Task directions
In the data below, find each line that contains the word "Build" and copy it.

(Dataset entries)
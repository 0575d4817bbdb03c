//! Layer specifications.
//!
//! A [`LayerSpec`] only exists while a network is being assembled: it says how
//! many neurons a layer is fed with, whether it carries a bias neuron, and
//! whether a block of context neurons mirrors another layer's output.
//! [`crate::Network::create`] consumes a list of them, input layer first.

use crate::math::PRECISION;
use crate::{Activation, Error, Result};

#[derive(Debug, Clone, Copy, PartialEq)]
pub struct LayerSpec {
    activation: Activation,
    count: usize,
    bias_activation: f64,
    /// Position (in the list passed to `Network::create`) of the layer whose
    /// output is copied into this layer's context neurons.
    context_fed_by: Option<usize>,
}

impl LayerSpec {
    /// A layer with `count` fed neurons.
    ///
    /// `bias_activation` is the constant output of the bias neuron; `0.0`
    /// means the layer has no bias neuron.
    pub fn new(activation: Activation, count: usize, bias_activation: f64) -> Result<Self> {
        activation.validate()?;
        if count == 0 {
            return Err(Error::InvalidConfig("layer count must be > 0".to_owned()));
        }
        if !bias_activation.is_finite() {
            return Err(Error::InvalidConfig(format!(
                "bias activation must be finite, got {bias_activation}"
            )));
        }
        Ok(Self {
            activation,
            count,
            bias_activation,
            context_fed_by: None,
        })
    }

    /// Add context neurons to this layer, fed after every forward pass with
    /// the output of the layer at position `source`.
    pub fn with_context_from(mut self, source: usize) -> Self {
        self.context_fed_by = Some(source);
        self
    }

    #[inline]
    pub fn activation(&self) -> Activation {
        self.activation
    }

    /// Neurons fed from the upstream layer (excludes bias and context).
    #[inline]
    pub fn count(&self) -> usize {
        self.count
    }

    #[inline]
    pub fn bias_activation(&self) -> f64 {
        self.bias_activation
    }

    #[inline]
    pub fn context_fed_by(&self) -> Option<usize> {
        self.context_fed_by
    }

    #[inline]
    pub fn has_bias(&self) -> bool {
        self.bias_activation.abs() > PRECISION
    }

    /// Number of context neurons; `layers` is the full list this layer belongs to.
    pub fn context_count(&self, layers: &[LayerSpec]) -> usize {
        self.context_fed_by
            .and_then(|src| layers.get(src))
            .map_or(0, |src| src.count)
    }

    /// Fed + bias + context neurons.
    pub fn total_count(&self, layers: &[LayerSpec]) -> usize {
        self.count + usize::from(self.has_bias()) + self.context_count(layers)
    }
}
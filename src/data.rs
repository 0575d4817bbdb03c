//! Contiguous training sets.
//!
//! The trainer walks the samples by slice to keep epochs allocation-free.
//! [`Dataset`] stores the input and ideal matrices row-major with validated
//! shapes.

use crate::{Error, Result};

/// Supervised training pairs: inputs and the ideal outputs for them.
///
/// Stored as contiguous buffers with row-major layout:
/// - `inputs.len() == len * input_dim`
/// - `ideals.len() == len * ideal_dim`
#[derive(Debug, Clone, PartialEq)]
pub struct Dataset {
    inputs: Vec<f64>,
    ideals: Vec<f64>,
    len: usize,
    input_dim: usize,
    ideal_dim: usize,
}

impl Dataset {
    /// Build a dataset from flat buffers.
    ///
    /// `inputs` is `(len, input_dim)` and `ideals` is `(len, ideal_dim)`.
    pub fn from_flat(
        inputs: Vec<f64>,
        ideals: Vec<f64>,
        input_dim: usize,
        ideal_dim: usize,
    ) -> Result<Self> {
        if input_dim == 0 {
            return Err(Error::InvalidData("input_dim must be > 0".to_owned()));
        }
        if ideal_dim == 0 {
            return Err(Error::InvalidData("ideal_dim must be > 0".to_owned()));
        }
        if !inputs.len().is_multiple_of(input_dim) {
            return Err(Error::InvalidData(format!(
                "inputs length {} is not divisible by input_dim {input_dim}",
                inputs.len()
            )));
        }

        let len = inputs.len() / input_dim;
        if ideals.len() != len * ideal_dim {
            return Err(Error::InvalidData(format!(
                "ideals length {} does not match len * ideal_dim ({len} * {ideal_dim})",
                ideals.len()
            )));
        }

        Ok(Self {
            inputs,
            ideals,
            len,
            input_dim,
            ideal_dim,
        })
    }

    /// Build a dataset from per-sample rows (copied into contiguous storage).
    pub fn from_rows(inputs: &[Vec<f64>], ideals: &[Vec<f64>]) -> Result<Self> {
        if inputs.len() != ideals.len() {
            return Err(Error::InvalidData(format!(
                "inputs/ideals length mismatch: {} vs {}",
                inputs.len(),
                ideals.len()
            )));
        }
        if inputs.is_empty() {
            return Err(Error::InvalidData("dataset must not be empty".to_owned()));
        }

        let input_dim = inputs[0].len();
        let ideal_dim = ideals[0].len();
        let inputs = flatten("input", inputs, input_dim)?;
        let ideals = flatten("ideal", ideals, ideal_dim)?;
        Self::from_flat(inputs, ideals, input_dim, ideal_dim)
    }

    #[inline]
    /// Returns the number of samples.
    pub fn len(&self) -> usize {
        self.len
    }

    #[inline]
    pub fn is_empty(&self) -> bool {
        self.len == 0
    }

    #[inline]
    pub fn input_dim(&self) -> usize {
        self.input_dim
    }

    #[inline]
    pub fn ideal_dim(&self) -> usize {
        self.ideal_dim
    }

    #[inline]
    /// Returns the `idx`-th input row.
    ///
    /// Panics if `idx >= len`.
    pub fn input(&self, idx: usize) -> &[f64] {
        let start = idx * self.input_dim;
        &self.inputs[start..start + self.input_dim]
    }

    #[inline]
    /// Returns the `idx`-th ideal row.
    ///
    /// Panics if `idx >= len`.
    pub fn ideal(&self, idx: usize) -> &[f64] {
        let start = idx * self.ideal_dim;
        &self.ideals[start..start + self.ideal_dim]
    }

    /// Iterate `(input, ideal)` pairs in order.
    pub fn iter(&self) -> impl Iterator<Item = (&[f64], &[f64])> + '_ {
        (0..self.len).map(|idx| (self.input(idx), self.ideal(idx)))
    }
}

fn flatten(what: &str, rows: &[Vec<f64>], dim: usize) -> Result<Vec<f64>> {
    let mut flat = Vec::with_capacity(rows.len() * dim);
    for (i, row) in rows.iter().enumerate() {
        if row.len() != dim {
            return Err(Error::InvalidData(format!(
                "{what} row {i} has len {}, expected {dim}",
                row.len()
            )));
        }
        flat.extend_from_slice(row);
    }
    Ok(flat)
}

Answer for this exercise
    /// Build a dataset from flat buffers.
    /// Build a dataset from per-sample rows (copied into contiguous storage).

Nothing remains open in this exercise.